# Pick A Cow-Any Cow



## UncleJoe (Jan 11, 2009)

I've been talking to our hay guy recently about buying one of his cows for our freezer. Last week when I was there I mentioned it again and asked when he would be buthering. Not till December was his response but in the same breath he asked me to take a little walk with him. We got down to the pasture fence and he said: "Pick the one you want." 

Now AuntJoe knows horses and we both know what to look for in goats or chickens, but a cow? I was clueless. 

For those of you that have them, what am I looking for? What might tell me; "That one doesn't look so good" or "There's a good one?"

:help:


----------



## kejmack (May 17, 2011)

Try this. It has pictures!

http://www.americanherbataurus.com/animal-evaluation.html


----------



## UncleJoe (Jan 11, 2009)

kejmack said:


> Try this. It has pictures!
> 
> http://www.americanherbataurus.com/animal-evaluation.html


WOW! Very cool. I have some studying to do tomorrow. Thank You. :kiss:


----------



## Sentry18 (Aug 5, 2012)

Been there, done that, and with no expertise in the area to speak of. I just went for fat and happy. They all looked healthy to me.


----------



## *Andi (Nov 8, 2009)

Different breeds have different looking points ... what kind of cows are we looking at? (white face, angus and etc)

Then you have all the crosses??? Makes my head hurt...

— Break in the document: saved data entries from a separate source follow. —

//! Shopify Admin GraphQL client for storefront orders.
//!
//! Hand-written queries with pinned response shapes; everything is converted
//! into [`StorefrontOrder`]/[`Fulfillment`] at this boundary so the
//! reconciliation core stays independent of the API schema.

use std::str::FromStr;

use chrono::{DateTime, Utc};
use rust_decimal::Decimal;
use secrecy::ExposeSecret;
use serde::Deserialize;
use serde_json::json;
use tracing::{debug, instrument};

use shoplink_core::{DisplayNumber, OrderId};

use crate::config::ShopifyConfig;
use crate::models::{Fulfillment, LineItem, StorefrontOrder};
use crate::sources::{MarketplaceOrders, SourceError};

const ORDERS_QUERY: &str = r"
query ($first: Int!, $query: String) {
    orders(first: $first, query: $query, sortKey: ID, reverse: true) {
        edges {
            node {
                id
                name
                email
                createdAt
                totalPriceSet { shopMoney { amount currencyCode } }
                tags
                note
                lineItems(first: 50) {
                    edges {
                        node {
                            title
                            quantity
                            originalUnitPriceSet { shopMoney { amount currencyCode } }
                            sku
                            variant { id sku title }
                        }
                    }
                }
            }
        }
    }
}
";

const FULFILLMENTS_QUERY: &str = r"
query ($id: ID!) {
    order(id: $id) {
        id
        fulfillments {
            id
            createdAt
            trackingInfo { number url }
        }
    }
}
";

/// Client for the Shopify Admin GraphQL API.
#[derive(Clone)]
pub struct ShopifyClient {
    client: reqwest::Client,
    endpoint: String,
    access_token: String,
}

impl ShopifyClient {
    /// Create a new Admin API client.
    #[must_use]
    pub fn new(config: &ShopifyConfig) -> Self {
        let endpoint = format!(
            "https://{}/admin/api/{}/graphql.json",
            config.store, config.api_version
        );

        Self {
            client: reqwest::Client::new(),
            endpoint,
            access_token: config.access_token.expose_secret().to_string(),
        }
    }

    /// Execute a GraphQL query and return the `data` payload.
    async fn execute(
        &self,
        query: &str,
        variables: serde_json::Value,
    ) -> Result<serde_json::Value, SourceError> {
        let response = self
            .client
            .post(&self.endpoint)
            .header("X-Shopify-Access-Token", &self.access_token)
            .json(&json!({ "query": query, "variables": variables }))
            .send()
            .await?;

        let status = response.status();
        if status.is_server_error() || status.as_u16() == 429 {
            return Err(SourceError::Transient(format!(
                "marketplace returned {status}"
            )));
        }
        if !status.is_success() {
            return Err(SourceError::Malformed(format!(
                "marketplace returned {status}"
            )));
        }

        let body: GraphQLResponse = response.json().await?;

        if let Some(errors) = body.errors {
            let messages: Vec<String> = errors.into_iter().map(|e| e.message).collect();
            return Err(SourceError::Malformed(format!(
                "GraphQL errors: {}",
                messages.join("; ")
            )));
        }

        body.data
            .ok_or_else(|| SourceError::Malformed("GraphQL response had no data".to_string()))
    }
}

#[async_trait::async_trait]
impl MarketplaceOrders for ShopifyClient {
    #[instrument(skip(self))]
    async fn list_orders(&self, limit: usize) -> Result<Vec<StorefrontOrder>, SourceError> {
        let data = self
            .execute(ORDERS_QUERY, json!({ "first": limit, "query": null }))
            .await?;

        let orders = parse_orders(data)?;
        debug!(count = orders.len(), "listed marketplace orders");
        Ok(orders)
    }

    #[instrument(skip(self), fields(number = %number))]
    async fn order_by_number(
        &self,
        number: DisplayNumber,
    ) -> Result<Option<StorefrontOrder>, SourceError> {
        // Display-number lookup uses Shopify's name query (`name:#1102`).
        let data = self
            .execute(
                ORDERS_QUERY,
                json!({ "first": 1, "query": format!("name:{number}") }),
            )
            .await?;

        // The name query is a prefix search in some API versions; insist on
        // an exact display-number match.
        Ok(parse_orders(data)?
            .into_iter()
            .find(|order| order.number == number))
    }

    #[instrument(skip(self), fields(order_id = %order_id))]
    async fn fulfillments(&self, order_id: &OrderId) -> Result<Vec<Fulfillment>, SourceError> {
        let data = self
            .execute(FULFILLMENTS_QUERY, json!({ "id": order_id.as_str() }))
            .await?;

        let parsed: FulfillmentsData = serde_json::from_value(data)
            .map_err(|e| SourceError::Malformed(e.to_string()))?;

        let Some(order) = parsed.order else {
            return Err(SourceError::NotFound(order_id.to_string()));
        };

        Ok(order
            .fulfillments
            .into_iter()
            .map(|node| {
                let tracking = node.tracking_info.into_iter().next();
                Fulfillment {
                    order_id: OrderId::new(&order.id),
                    fulfillment_id: node.id,
                    created_at: node.created_at,
                    tracking_number: tracking.as_ref().and_then(|t| t.number.clone()),
                    tracking_url: tracking.and_then(|t| t.url),
                }
            })
            .collect())
    }
}

// =============================================================================
// Pinned response shapes
// =============================================================================

#[derive(Debug, Deserialize)]
struct GraphQLResponse {
    data: Option<serde_json::Value>,
    errors: Option<Vec<GraphQLErrorBody>>,
}

#[derive(Debug, Deserialize)]
struct GraphQLErrorBody {
    message: String,
}

#[derive(Debug, Deserialize)]
struct OrdersData {
    orders: OrderConnection,
}

#[derive(Debug, Deserialize)]
struct OrderConnection {
    edges: Vec<OrderEdge>,
}

#[derive(Debug, Deserialize)]
struct OrderEdge {
    node: OrderNode,
}

#[derive(Debug, Deserialize)]
#[serde(rename_all = "camelCase")]
struct OrderNode {
    id: String,
    name: String,
    email: Option<String>,
    created_at: DateTime<Utc>,
    total_price_set: MoneyBag,
    #[serde(default)]
    tags: Vec<String>,
    note: Option<String>,
    line_items: LineItemConnection,
}

#[derive(Debug, Deserialize)]
#[serde(rename_all = "camelCase")]
struct MoneyBag {
    shop_money: Money,
}

#[derive(Debug, Deserialize)]
#[serde(rename_all = "camelCase")]
struct Money {
    amount: String,
    currency_code: String,
}

#[derive(Debug, Deserialize)]
struct LineItemConnection {
    edges: Vec<LineItemEdge>,
}

#[derive(Debug, Deserialize)]
struct LineItemEdge {
    node: LineItemNode,
}

#[derive(Debug, Deserialize)]
#[serde(rename_all = "camelCase")]
struct LineItemNode {
    title: String,
    quantity: i32,
    original_unit_price_set: MoneyBag,
    sku: Option<String>,
    variant: Option<VariantNode>,
}

#[derive(Debug, Deserialize)]
struct VariantNode {
    id: String,
    sku: Option<String>,
    title: Option<String>,
}

#[derive(Debug, Deserialize)]
struct FulfillmentsData {
    order: Option<FulfillmentOrderNode>,
}

#[derive(Debug, Deserialize)]
struct FulfillmentOrderNode {
    id: String,
    #[serde(default)]
    fulfillments: Vec<FulfillmentNode>,
}

#[derive(Debug, Deserialize)]
#[serde(rename_all = "camelCase")]
struct FulfillmentNode {
    id: String,
    created_at: Option<DateTime<Utc>>,
    #[serde(default)]
    tracking_info: Vec<TrackingInfo>,
}

#[derive(Debug, Deserialize)]
struct TrackingInfo {
    number: Option<String>,
    url: Option<String>,
}

// =============================================================================
// Conversions
// =============================================================================

fn parse_orders(data: serde_json::Value) -> Result<Vec<StorefrontOrder>, SourceError> {
    let parsed: OrdersData =
        serde_json::from_value(data).map_err(|e| SourceError::Malformed(e.to_string()))?;

    parsed
        .orders
        .edges
        .into_iter()
        .map(|edge| convert_order(edge.node))
        .collect()
}

fn convert_order(node: OrderNode) -> Result<StorefrontOrder, SourceError> {
    let number = parse_display_number(&node.name)?;
    let money = node.total_price_set.shop_money;

    let line_items = node
        .line_items
        .edges
        .into_iter()
        .map(|edge| convert_line_item(edge.node))
        .collect::<Result<Vec<_>, _>>()?;

    Ok(StorefrontOrder {
        id: OrderId::new(node.id),
        number,
        email: node.email,
        total_price: parse_amount(&money.amount)?,
        currency: money.currency_code,
        created_at: node.created_at,
        tags: node.tags,
        note: node.note,
        line_items,
    })
}

fn convert_line_item(node: LineItemNode) -> Result<LineItem, SourceError> {
    let money = node.original_unit_price_set.shop_money;
    let variant = node.variant;

    Ok(LineItem {
        title: node.title,
        quantity: node.quantity,
        unit_price: parse_amount(&money.amount)?,
        currency: money.currency_code,
        sku: node.sku,
        variant_id: variant.as_ref().map(|v| v.id.clone()),
        variant_sku: variant.as_ref().and_then(|v| v.sku.clone()),
        variant_title: variant.and_then(|v| v.title),
    })
}

/// Display names look like `#1102`; the number is what we walk over.
fn parse_display_number(name: &str) -> Result<DisplayNumber, SourceError> {
    name.trim_start_matches('#')
        .parse::<i64>()
        .map(DisplayNumber::new)
        .map_err(|_| SourceError::Malformed(format!("unparseable order name: {name:?}")))
}

fn parse_amount(amount: &str) -> Result<Decimal, SourceError> {
    Decimal::from_str(amount)
        .map_err(|_| SourceError::Malformed(format!("unparseable amount: {amount:?}")))
}

#[cfg(test)]
#[allow(clippy::unwrap_used)]
mod tests {
    use super::*;
    use serde_json::json;

    fn orders_fixture() -> serde_json::Value {
        json!({
            "orders": {
                "edges": [{
                    "node": {
                        "id": "gid://shopify/Order/123",
                        "name": "#1102",
                        "email": "buyer@example.com",
                        "createdAt": "2025-03-01T10:30:00Z",
                        "totalPriceSet": { "shopMoney": { "amount": "49.95", "currencyCode": "AUD" } },
                        "tags": ["vip"],
                        "note": "fulfilled via 12-34567-89012",
                        "lineItems": {
                            "edges": [{
                                "node": {
                                    "title": "Ceramic Mug",
                                    "quantity": 2,
                                    "originalUnitPriceSet": { "shopMoney": { "amount": "19.95", "currencyCode": "AUD" } },
                                    "sku": "MUG-1",
                                    "variant": { "id": "gid://shopify/ProductVariant/9", "sku": "MUG-1-BLUE", "title": "Blue" }
                                }
                            }]
                        }
                    }
                }]
            }
        })
    }

    #[test]
    fn test_parse_orders_fixture() {
        let orders = parse_orders(orders_fixture()).unwrap();
        assert_eq!(orders.len(), 1);

        let order = &orders[0];
        assert_eq!(order.id.as_str(), "gid://shopify/Order/123");
        assert_eq!(order.number, DisplayNumber::new(1102));
        assert_eq!(order.total_price, Decimal::new(4995, 2));
        assert_eq!(order.currency, "AUD");
        assert_eq!(order.note.as_deref(), Some("fulfilled via 12-34567-89012"));

        let item = &order.line_items[0];
        assert_eq!(item.title, "Ceramic Mug");
        assert_eq!(item.quantity, 2);
        assert_eq!(item.variant_sku.as_deref(), Some("MUG-1-BLUE"));
    }

    #[test]
    fn test_parse_orders_rejects_bad_amount() {
        let mut fixture = orders_fixture();
        fixture["orders"]["edges"][0]["node"]["totalPriceSet"]["shopMoney"]["amount"] =
            json!("not-a-number");

        let err = parse_orders(fixture).unwrap_err();
        assert!(matches!(err, SourceError::Malformed(_)));
    }

    #[test]
    fn test_parse_display_number() {
        assert_eq!(
            parse_display_number("#1102").unwrap(),
            DisplayNumber::new(1102)
        );
        assert_eq!(
            parse_display_number("1102").unwrap(),
            DisplayNumber::new(1102)
        );
        assert!(parse_display_number("#EXCHANGE").is_err());
    }
}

(kejmack ... Great link!!! Thanks)


----------



## ONEOLDCHIEF (Jan 5, 2012)

Look for long legs, wide back end and a long frame. You do not want short and squatty... Generally speaking larger frames produce more meat...

Good luck...


----------



## lazydaisy67 (Nov 24, 2011)

A white faced angus IS a cross. Between an Angus and a Herford. Just look for fat and happy. Does the whole herd look healthy? Well maintained living conditions, feed and water available, no ribs showing, no patches of skin showing and a general docile demeanor? Hungry/starving cows are very noisy. You can tell a lot about how well they've been taken care of by looking at their surroundings. Just point to one, you'll be fine.


----------



## Marcus (May 13, 2012)

One of the things to remember is that about 50% of the live weight of a cow won't be processed into meat.
Younger is better than older (the meat is usually more tender.)
Males are better than females (more meat for equal weight.)
Muscle definition is desired as that indicates the cow was well fed.
Grass fed is better than feedlots due to additives put in the grain.
Shiny coat of hair.
You want to look for a healthy cow.
Different breeds have differing marbling (fat content in the muscles.) Angus are about the best in marbling while Brahmas are about the worst (besides Longhorns.) I don't count Piedmonts (very poor marbling) since they're relatively rare.
Bigger is better between choices in a given herd.
You want to watch the herd walk and eliminate any that have issues walking (limp, funny gait, bone deformity, etc.)
You also want an alert cow since it contraindicates certain diseases.


----------



## NaeKid (Oct 17, 2008)

kejmack said:


> Try this. It has pictures!
> 
> http://www.americanherbataurus.com/animal-evaluation.html


Wow .. impressive!

I have normally just picked the first one I see, call it Betsy and wait a few day ..


----------



## cnsper (Sep 20, 2012)

Actually the short and squat beef critters tend to have a higher meat to bone ratio than the larger boned versions. You may not end up with a 1200-1600 lb animal but you will get close to a 60% dress out percentage.


----------



## The_Blob (Dec 24, 2008)

cnsper said:


> Actually the short and squat beef critters tend to have a higher meat to bone ratio than the larger boned versions. You may not end up with a 1200-1600 lb animal but you will get close to a 60% dress out percentage.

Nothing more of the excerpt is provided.